Drought stress has an important role in yield reduction of crops. To investigate the effects of applying zeolite hydrogel (as a superabsorbent) in reduction of adverse effects of drought stress on chlorophyll content, nitrogen, growth indices and their relationships with quantitative and qualitative yield of pearl millet (cv. Nitrifeed), a split plot experiment (in space and time), based on randomized complete blocks design with three replications, was carried out at Research Farm of Shahid Bahonar University, Kerman, Iran, in 2011. Treatments included drought stress at four levels (irrigation at 40, 60, 80 and 100% of field capacity) as the main factor and superabsorbent hydrogel at three levels (0, 150 and 300 kg/ha) as the sub-factor. Results revealed that there was a positive and significant correlation (r = 0.97**) between chlorophyll content and leaf nitrogen percentage. Also, significant correlation was observed between these traits and forage fresh and dry weight of forage, protein yield and raw fiber percentage of the forage. As drought stress increased, the measured traits showed a descending trend. The superabsorbent polymer increased the fresh and dry weight of forage, growth indices and qualitative traits of pearl millet.
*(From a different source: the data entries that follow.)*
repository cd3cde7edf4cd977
//! Plain-text projection of [`DashboardState`].

use std::fmt::Write;

use crate::controller::DashboardState;

const COLUMNS: [(&str, usize); 6] = [
    ("ID", 5),
    ("Name", 20),
    ("Email", 28),
    ("Company", 18),
    ("Address", 24),
    ("City", 14),
];

fn cell(out: &mut String, text: &str, width: usize) {
    let mut shown: String = text.chars().take(width).collect();
    if text.chars().count() > width && width > 1 {
        shown.pop();
        shown.push('~');
    }
    let _ = write!(out, "{shown:<width$}  ");
}

pub fn render(state: &DashboardState) -> String {
    let mut out = String::new();

    let _ = writeln!(out, "Total Users: {}", state.users.len());
    if !state.debounced_query.is_empty() {
        let _ = writeln!(out, "Search Results: \"{}\"", state.debounced_query);
    }
    if let Some(notice) = &state.notice {
        let _ = writeln!(out, "{notice}");
    }
    if let Some(err) = &state.load_error {
        let _ = writeln!(out, "Error: {err}");
    }

    if state.is_loading {
        out.push_str("Loading users...\n");
    } else if state.users.is_empty() {
        out.push_str("No users found\n");
    } else {
        for (title, width) in COLUMNS {
            cell(&mut out, title, width);
        }
        out.push('\n');
        for user in &state.users {
            let id = user.id.to_string();
            let values = [
                id.as_str(),
                user.name.as_str(),
                user.email.as_str(),
                user.company.as_str(),
                user.address.as_str(),
                user.city.as_str(),
            ];
            for (value, (_, width)) in values.into_iter().zip(COLUMNS) {
                cell(&mut out, value, width);
            }
            out.push('\n');
        }
    }

    if let Some(pending) = &state.pending_delete {
        let _ = writeln!(
            out,
            "\nDelete User: Are you sure you want to delete {}? This action cannot be undone.",
            pending.user.name
        );
        if let Some(err) = &pending.error {
            let _ = writeln!(out, "Error deleting user: {err}");
        }
        if pending.is_deleting {
            out.push_str("Deleting...\n");
        } else {
            out.push_str("[/confirm] Delete User   [/cancel] Cancel\n");
        }
    }

    out
}
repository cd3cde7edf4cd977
pub mod dto;
pub mod error;
pub mod handlers;
pub mod routes;
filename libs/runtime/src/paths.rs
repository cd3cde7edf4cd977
use std::path::PathBuf;

use thiserror::Error;

#[derive(Debug, Error)]
pub enum HomeDirError {
    #[error("cannot determine the user home directory (HOME/APPDATA unset)")]
    NoHome,
    #[error("cannot determine the current directory: {0}")]
    CurrentDir(#[source] std::io::Error),
    #[error("failed to create home directory '{path}': {source}")]
    Create {
        path: String,
        #[source]
        source: std::io::Error,
    },
}

fn platform_home() -> Option<PathBuf> {
    #[cfg(windows)]
    let var = "APPDATA";
    #[cfg(not(windows))]
    let var = "HOME";

    std::env::var_os(var)
        .filter(|v| !v.is_empty())
        .map(PathBuf::from)
}

/// Resolve the application home directory into an absolute path.
///
/// - `None` resolves to `<platform home>/<default_subdir>`.
/// - A leading `~` is expanded to the platform home.
/// - Relative paths are anchored at the current working directory.
pub fn resolve_home_dir(
    configured: Option<String>,
    default_subdir: &str,
    create: bool,
) -> Result<PathBuf, HomeDirError> {
    let path = match configured {
        None => platform_home()
            .ok_or(HomeDirError::NoHome)?
            .join(default_subdir),
        Some(raw) => {
            if let Some(rest) = raw.strip_prefix('~') {
                let rest = rest.trim_start_matches(['/', '\\']);
                platform_home().ok_or(HomeDirError::NoHome)?.join(rest)
            } else {
                let p = PathBuf::from(raw);
                if p.is_absolute() {
                    p
                } else {
                    std::env::current_dir()
                        .map_err(HomeDirError::CurrentDir)?
                        .join(p)
                }
            }
        }
    };

    if create {
        std::fs::create_dir_all(&path).map_err(|source| HomeDirError::Create {
            path: path.to_string_lossy().to_string(),
            source,
        })?;
    }
    Ok(path)
}
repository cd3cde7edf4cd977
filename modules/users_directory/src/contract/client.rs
use async_trait::async_trait;

use crate::contract::{
    error::UsersDirectoryError,
    model::{User, UserId},
};

/// Public API trait for the users_directory module that other modules can use
#[async_trait]
pub trait UsersDirectoryApi: Send + Sync {
    /// All users newest first, or those whose name/email contains `q` when it is non-empty.
    async fn list_users(&self, q: Option<String>) -> Result<Vec<User>, UsersDirectoryError>;

    /// Same predicate as `list_users`, but an empty `q` is rejected.
    async fn search_users(&self, q: String) -> Result<Vec<User>, UsersDirectoryError>;

    /// Delete a user and return the removed record.
    async fn delete_user(&self, id: UserId) -> Result<User, UsersDirectoryError>;
}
Mean fresh weight of forage, chlorophyll content, protein content and percentage of fiber showed no significant difference between 100% and 80% irrigation levels. Superabsorbent application led to 20% water saving. Therefore, it can be said that superabsorbent hydrogel application under drought stress will improve yield, qualitative traits and growth indices of pearl millet through increasing soil water holding capacity, reducing nutrient leaching, fast and optimal growth of roots and better soil aeration.